Enter your IAM Access Key ID: ··········
Enter your IAM Secret Access Key ID: ··········


In [28]:
region_name = 'us-east-2'  # e.g., 'us-east-1'
bucket_name = 'taotravelbucket'
folder_path = 'orig/us/alaska/fairbanks/'  # e.g., 'images/' with /

### Load Images links and all other info into tuple

In [29]:
def list_images(bucket, folder):
    response = s3_client.list_objects_v2(Bucket=bucket, Prefix=folder)
    image_details = []
    total_objects = 0  # Counter for all objects in the folder
    checked_objects = 0  # Counter for objects with valid extensions
    image_type = ['jpg', 'jpeg', 'png', 'gif', 'bmp', 'tiff', 'webp', 'heic']

    if 'Contents' in response:
        for item in response['Contents']:
            total_objects += 1
            file_name = item['Key']
            ext = file_name.split('.')[-1].lower()
            if ext in image_type:
                checked_objects += 1
                # Split the file path to get the location details
                path_parts = file_name.split('/')
                # Ensure the path has enough parts to prevent index errors
                if len(path_parts) >= 4:
                    country = path_parts[1]
                    province = path_parts[2]
                    city = path_parts[3]
                    sub_city = ''
                    orig_name = path_parts[-1]
                    if len(path_parts) > 5:
                        sub_city = path_parts[4]  # Adjust as per your path structure

                    # Construct the original image URL
                    orig_image_url = f'https://{bucket}.s3.{region_name}.amazonaws.com/{file_name}'

                    # Construct the modified image URL
                    comp_file_name = file_name.replace('orig', 'comp', 1).rsplit('.', 1)[0] + '.jpeg'
                    comp_image_url = f'https://{bucket}.s3.{region_name}.amazonaws.com/{comp_file_name}'

                    # Append the details tuple to the list
                    image_details.append((country, province, city, sub_city, orig_name, orig_image_url, comp_image_url))

            else:
              print('Error file: ', file_name)

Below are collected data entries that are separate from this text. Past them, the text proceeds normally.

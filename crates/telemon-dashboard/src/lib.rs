//! Read-only dashboard views composed from the metrics store, the health
//! evaluator and the alert engine.
//!
//! Top-level views are cached per `(view, window)` for a short TTL. Nothing
//! invalidates an entry early except [`DashboardAggregator::clear_cache`].

pub mod aggregator;
pub mod cache;
pub mod config;
pub mod error;
pub mod trends;
pub mod views;

#[cfg(test)]
mod tests;

pub use aggregator::DashboardAggregator;
pub use cache::{CacheStats, ViewCache, ViewKind};
pub use config::DashboardConfig;
pub use error::{DashboardError, Result};
pub use trends::{MetricTrend, MetricsTrendSource, TrendDirection, TrendSource, TrendSummary};
pub use views::{
    AlertOverview, ClientInfo, DashboardSettings, DashboardView, EndpointLatency, RealtimeMetrics,
    RegisteredClient,
};
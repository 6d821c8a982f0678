use crate::state::AppState;
use std::sync::Arc;
use tokio::task::JoinHandle;
use tokio::time::{interval, Duration};

/// Periodic work that runs for the lifetime of the server. The caller aborts
/// the returned handles on shutdown.
pub fn spawn_background_tasks(state: &AppState) -> Vec<JoinHandle<()>> {
    let mut handles = vec![
        spawn_metrics_sweep(state),
        spawn_alert_evaluation(state),
        spawn_alert_cleanup(state),
        spawn_dashboard_purge(state),
    ];
    if state.config.collector.enabled {
        handles.push(spawn_resource_sampler(state));
    } else {
        tracing::info!("Resource sampler disabled");
    }
    handles
}

fn every(secs: u64) -> Duration {
    Duration::from_secs(secs.max(1))
}

fn spawn_metrics_sweep(state: &AppState) -> JoinHandle<()> {
    let metrics = Arc::clone(&state.metrics);
    let period = every(metrics.config().sweep_interval_secs);
    tokio::spawn(async move {
        let mut tick = interval(period);
        loop {
            tick.tick().await;
            let removed = metrics.evict_expired();
            if removed > 0 {
                tracing::debug!(removed, "Evicted expired samples");
            }
        }
    })
}

fn spawn_alert_evaluation(state: &AppState) -> JoinHandle<()> {
    let alerts = Arc::clone(&state.alerts);
    let period = every(alerts.config().evaluation_interval_secs);
    tokio::spawn(async move {
        let mut tick = interval(period);
        loop {
            tick.tick().await;
            alerts.evaluate_rules().await;
        }
    })
}

fn spawn_alert_cleanup(state: &AppState) -> JoinHandle<()> {
    let alerts = Arc::clone(&state.alerts);
    let period = every(alerts.config().cleanup_interval_secs);
    tokio::spawn(async move {
        let mut tick = interval(period);
        loop {
            tick.tick().await;
            alerts.cleanup_history();
        }
    })
}

fn spawn_dashboard_purge(state: &AppState) -> JoinHandle<()> {
    let dashboard = Arc::clone(&state.dashboard);
    let period = every(dashboard.config().cache_sweep_interval_secs);
    tokio::spawn(async move {
        let mut tick = interval(period);
        loop {
            tick.tick().await;
            let purged = dashboard.purge_expired();
            if purged > 0 {
                tracing::debug!(purged, "Purged expired dashboard views");
            }
        }
    })
}

fn spawn_resource_sampler(state: &AppState) -> JoinHandle<()> {
    let metrics = Arc::clone(&state.metrics);
    let period = every(state.config.collector.sample_interval_secs);
    tokio::spawn(async move {
        let mut collectors = telemon_collector::default_collectors();
        let mut tick = interval(period);
        loop {
            tick.tick().await;
            let recorded = telemon_collector::sample_into(&metrics, &mut collectors);
            tracing::trace!(recorded, "Sampled host resources");
        }
    })
}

    print(f"Total objects in folder: {total_objects}")
    print(f"Objects with valid extensions: {checked_objects}")

    return image_details

Anchorage, Palmer, Fairbanks

In [30]:
# Retrieve and print the list of image details
image_detail_pairs = list_images(bucket_name, folder_path)

#for details in image_detail_pairs:
#    print(details)
print(image_detail_pairs[0])

Error file:  orig/us/alaska/fairbanks/.DS_Store
Total objects in folder: 362
Objects with valid extensions: 361
('us', 'alaska', 'fairbanks', '', 'DSC00001.JPG', 'https://taotravelbucket.s3.us-east-2.amazonaws.com/orig/us/alaska/fairbanks/DSC00001.JPG', 'https://taotravelbucket.s3.us-east-2.amazonaws.com/comp/us/alaska/fairbanks/DSC00001.jpeg')


### Convert to SQL Query

In [31]:
# Insert Query in SQL
query = "INSERT INTO travel_image (country, province, city, sub_city, orig_name, orig_link, comp_link) VALUES \n"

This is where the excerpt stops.